なお、Zは、原告と離婚するに際し、原告に対し慰謝料として150万円を支払っており、これについて、Zは、離婚を早期に成立させるために名目については異議を述べなかったにすぎず、本件不貞行為を認めたものではないと供述するが、Zの上記供述をおよそ合理性のない弁解ということはできず、その信用性を否定することはできない。

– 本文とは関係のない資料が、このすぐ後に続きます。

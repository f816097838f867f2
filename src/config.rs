use std::path::Path;

use serde_derive::{Deserialize, Serialize};
use thiserror::Error;
use url::Url;

use crate::parser::policy::PolicyRegistry;

pub const FSMVID_BASE_URL: &str = "https://fsmvid.com/";

#[derive(Debug, Error)]
pub enum ConfigError {
    #[error("读取配置文件失败: {0}")]
    Io(#[from] std::io::Error),
    #[error("配置文件格式错误: {0}")]
    Json(#[from] serde_json::Error),
    #[error("无效的配置: {0}")]
    Invalid(String),
}

// 代理接口配置
#[derive(Debug, Clone, PartialEq, Serialize, Deserialize)]
#[serde(default)]
pub struct ApiConfig {
    pub base_url: String,
    pub timeout_secs: u64,
    pub connect_timeout_secs: u64,
    pub user_agent: String,
}

impl Default for ApiConfig {
    fn default() -> Self {
        Self {
            base_url: FSMVID_BASE_URL.to_string(),
            timeout_secs: 15,
            connect_timeout_secs: 10,
            user_agent: "fsmvid-client/1.0".to_string(),
        }
    }
}

impl ApiConfig {
    pub fn base(&self) -> Result<Url, ConfigError> {
        let mut base = self.base_url.trim().to_string();
        if !base.ends_with('/') {
            base.push('/');
        }
        let url = Url::parse(&base).map_err(|e| ConfigError::Invalid(format!("base_url: {}", e)))?;
        match url.scheme() {
            "http" | "https" => Ok(url),
            scheme => Err(ConfigError::Invalid(format!("base_url 不支持的协议: {}", scheme))),
        }
    }

    pub fn proxy_url(&self) -> Result<Url, ConfigError> {
        self.base()?
            .join("api/proxy")
            .map_err(|e| ConfigError::Invalid(format!("base_url: {}", e)))
    }

    // Origin 头不带结尾的斜杠
    pub fn origin(&self) -> Result<String, ConfigError> {
        Ok(self.base()?.as_str().trim_end_matches('/').to_string())
    }
}

// yt-dlp 配置
#[derive(Debug, Clone, PartialEq, Serialize, Deserialize)]
#[serde(default)]
pub struct YtDlpConfig {
    pub binary: String,
    pub timeout_secs: u64,
}

impl Default for YtDlpConfig {
    fn default() -> Self {
        Self {
            binary: "yt-dlp".to_string(),
            timeout_secs: 30,
        }
    }
}

#[derive(Debug, Clone, Default, PartialEq, Serialize, Deserialize)]
#[serde(default)]
pub struct SelectorConfig {
    pub fallback_to_default: bool,
}

#[derive(Debug, Clone, PartialEq, Serialize, Deserialize)]
#[serde(default)]
pub struct AppConfig {
    pub api: ApiConfig,
    pub ytdlp: YtDlpConfig,
    pub selector: SelectorConfig,
    pub concurrency: usize,
}

impl Default for AppConfig {
    fn default() -> Self {
        Self {
            api: ApiConfig::default(),
            ytdlp: YtDlpConfig::default(),
            selector: SelectorConfig::default(),
            concurrency: 3,
        }
    }
}

impl AppConfig {
    /// 从 JSON 文件加载配置，缺失的字段使用默认值
    pub fn load(path: &Path) -> Result<Self, ConfigError> {
        let content = std::fs::read_to_string(path)?;
        let config: Self = serde_json::from_str(&content)?;
        config.validate()?;
        Ok(config)
    }

    pub fn validate(&self) -> Result<(), ConfigError> {
        self.api.base()?;
        if self.concurrency == 0 {
            return Err(ConfigError::Invalid("concurrency 必须大于 0".to_string()));
        }
        if self.api.timeout_secs == 0 || self.ytdlp.timeout_secs == 0 {
            return Err(ConfigError::Invalid("超时时间必须大于 0".to_string()));
        }
        if self.ytdlp.binary.trim().is_empty() {
            return Err(ConfigError::Invalid("ytdlp.binary 不能为空".to_string()));
        }
        Ok(())
    }

    pub fn registry(&self) -> PolicyRegistry {
        PolicyRegistry::default().with_fallback(self.selector.fallback_to_default)
    }
}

このように、本件不貞行為の存在について、一方で、前記のとおり、これを極めて強く推認させる事情があるものの、他方で、前記イのとおり、上記推認に重大な疑問を差し挟む事情があるため上記推認は動揺することとなり、これに前記ウの事情を併せ考慮しても、その疑問は払拭されず、未だ真実性の確信を抱くには至らないから、結論として、本件不貞行為の存在については、証明不十分といわざるを得ない。
5 まとめ
ホテルに滞在している場合には、一般的には、不貞行為をおこなっていたことが強く推認されるために、性的関係がないことを示すとすると従前の関係性、LINEなどのメッセージのやりとりからホテルに滞在に一定の合理的理由、強い推認を排斥するだけの具体的事情が存在しなければならないこととなります。事件の内容にはよりますが一般的に不貞行為がなかったとまでいえるまでには重大な疑義を差し挟む事情が存在していることが必要となるでしょう。
いずれにしろ請求側では現在存在する証拠によってどこまでの請求ができるのかが問題となり、非請求側では、強い推認させる事情について重大な疑問を差し挟む事情を証拠によって立証をしていくことが必要となってくるでしょう。